最も成功するSSO展開は「SSOだけでは全範囲をカバーできない」という前提から始まっています。SSOとパスワードマネージャーを最初から同じID戦略に組み込んでおくことが、導入から半年後にプロジェクトが頓挫する原因となる「認証情報の散逸」を防ぐ最も確実な方法です。SSOでは届かない認証情報をKeeperでどう管理できるかは、ビジネス向け無料トライアルで実際に試せます。組織規模に応じた価格を確認したい場合は、お見積りを依頼ください。
よくある質問
SSOはどのような仕組みで実現されていますか?
IdPがユーザーを認証してトークンを発行し、各SPがそのトークンを検証することでアクセスを許可する仕組みです。
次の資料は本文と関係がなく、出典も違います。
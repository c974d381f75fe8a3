use crate::game_state::Tetromino;
use crate::pieces::{get_shape, Shape};
use crate::types::{Cell, Phase, PieceKind, BASE_DROP_MS, BOARD_COLS, BOARD_ROWS, START_LEVEL};

#[derive(Debug, Clone, Copy, PartialEq, Eq, Hash)]
pub struct ActiveSnapshot {
    pub kind: PieceKind,
    pub rotation: usize,
    pub row: i8,
    pub col: i8,
}

impl ActiveSnapshot {
    pub fn shape(&self) -> Shape {
        get_shape(self.kind, self.rotation)
    }

    /// Board positions `(row, col)` covered by the piece
    pub fn cells(&self) -> impl Iterator<Item = (i8, i8)> {
        let (row, col) = (self.row, self.col);
        self.shape().minos().map(move |(dr, dc)| (row + dr, col + dc))
    }
}

impl From<Tetromino> for ActiveSnapshot {
    fn from(value: Tetromino) -> Self {
        Self {
            kind: value.kind,
            rotation: value.rotation,
            row: value.row,
            col: value.col,
        }
    }
}

/// Read-only copy of everything a renderer or HUD needs for one frame
#[derive(Debug, Clone, Copy, PartialEq, Eq, Hash)]
pub struct GameSnapshot {
    pub board: [[Cell; BOARD_COLS as usize]; BOARD_ROWS as usize],
    pub active: Option<ActiveSnapshot>,
    pub next: PieceKind,
    pub score: u32,
    pub lines: u32,
    pub level: u32,
    pub drop_interval_ms: u32,
    pub phase: Phase,
}

impl Default for GameSnapshot {
    fn default() -> Self {
        Self {
            board: [[None; BOARD_COLS as usize]; BOARD_ROWS as usize],
            active: None,
            next: PieceKind::I,
            score: 0,
            lines: 0,
            level: START_LEVEL,
            drop_interval_ms: BASE_DROP_MS,
            phase: Phase::Idle,
        }
    }
}
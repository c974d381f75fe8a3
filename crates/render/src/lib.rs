//! Renderer: paints game snapshots onto abstract pixel surfaces.
//!
//! The board and the lookahead preview go to two independent [`Surface`]s, each with
//! its own block size. [`PixelCanvas`] is the in-memory surface used by the terminal
//! host and by tests.

pub mod draw;
pub mod palette;
pub mod surface;

pub use draw::{draw_block, draw_board, draw_preview};
pub use palette::piece_color;
pub use surface::{PixelCanvas, Rect, Rgb, Rgba, Surface};
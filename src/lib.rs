//! Blockfall (workspace facade crate).
//!
//! Re-exports the workspace crates as `blockfall::{core,render,input,term,types}` and owns
//! the host configuration and key dispatch used by the `blockfall` binary.

pub mod config;
pub mod host;

pub use blockfall_core as core;
pub use blockfall_input as input;
pub use blockfall_render as render;
pub use blockfall_term as term;
pub use blockfall_types as types;

pub use config::HostConfig;
pub use host::apply_input;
ユーザーは1回ログインするだけで、連携する複数のSPに再ログインなしでアクセスできます。詳しくは本記事の「SSOの認証フローを図解で解説」の章をご覧ください。
SAMLとシングルサインオンはどのような関係ですか?
SAMLは、SSOを実現するための代表的な標準プロトコルの一つです。SSO自体は「1回の認証で複数サービスにアクセスする」という仕組みの総称であり、その実装方法としてSAMLやOpenID Connect、Kerberosなど複数の方式があります。SAMLはエンタープライズ向けクラウドサービス連携の事実上の標準として広く使われています。
SSOの仕組みがまったくわからない初心者でも理解できますか?
はい。SSOは「1本のマスターキーで会社の複数の部屋に入れる仕組み」とイメージすると理解しやすいです。マスターキーを発行する受付の役割を担うのがIdP、そのキーで入れる各部屋がSPに相当します。一度受付で本人確認をすれば、許可された部屋へは何度でも自由に出入りできる。それがSSOの基本的な考え方です。
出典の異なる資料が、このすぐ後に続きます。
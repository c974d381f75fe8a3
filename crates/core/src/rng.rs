//! RNG module - lookahead piece generation
//!
//! The default source picks each kind uniformly and independently: there is no bag,
//! so streaks of the same kind are possible. A scripted [`Sequence`] source is provided
//! for tests and replays.

use rand::rngs::StdRng;
use rand::{Rng, SeedableRng};

use crate::types::PieceKind;

/// Something that yields the kind of the next lookahead piece
pub trait PieceSource {
    fn next_kind(&mut self) -> PieceKind;
}

/// Uniform random kinds, 1/7 each, independent per draw
#[derive(Debug, Clone)]
pub struct UniformRandom {
    rng: StdRng,
}

impl UniformRandom {
    /// Create a reproducible source from a seed
    pub fn new(seed: u64) -> Self {
        Self {
            rng: StdRng::seed_from_u64(seed),
        }
    }

    /// Create a source seeded from OS entropy
    pub fn from_entropy() -> Self {
        Self {
            rng: StdRng::from_entropy(),
        }
    }
}

impl Default for UniformRandom {
    fn default() -> Self {
        Self::from_entropy()
    }
}

impl PieceSource for UniformRandom {
    fn next_kind(&mut self) -> PieceKind {
        PieceKind::ALL[self.rng.gen_range(0..PieceKind::ALL.len())]
    }
}

/// Cycles through a fixed list of kinds
#[derive(Debug, Clone)]
pub struct Sequence {
    kinds: Vec<PieceKind>,
    index: usize,
}

impl Sequence {
    /// Panics if `kinds` is empty.
    pub fn new(kinds: impl Into<Vec<PieceKind>>) -> Self {
        let kinds = kinds.into();
        assert!(!kinds.is_empty(), "sequence needs at least one kind");
        Self { kinds, index: 0 }
    }

    /// A source that only ever yields `kind`
    pub fn repeat(kind: PieceKind) -> Self {
        Self::new(vec![kind])
    }
}

impl PieceSource for Sequence {
    fn next_kind(&mut self) -> PieceKind {
        let kind = self.kinds[self.index];
        self.index = (self.index + 1) % self.kinds.len();
        kind
    }
}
クッキーを使ったSSOでは、なぜ異なるドメイン間で認証できないのですか?
ブラウザのCookieは、セキュリティ上の理由から発行元のドメインを越えて共有することができない仕様だからです。そのため、複数の異なるドメインのサービスをSSOで連携させる場合は、Cookieではなく、SAMLやOpenID Connectといった、ドメインをまたいで認証情報を安全に受け渡せる標準プロトコルが必要になります。これが、フェデレーション方式が現代のクラウドSSOで主流になっている理由でもあります。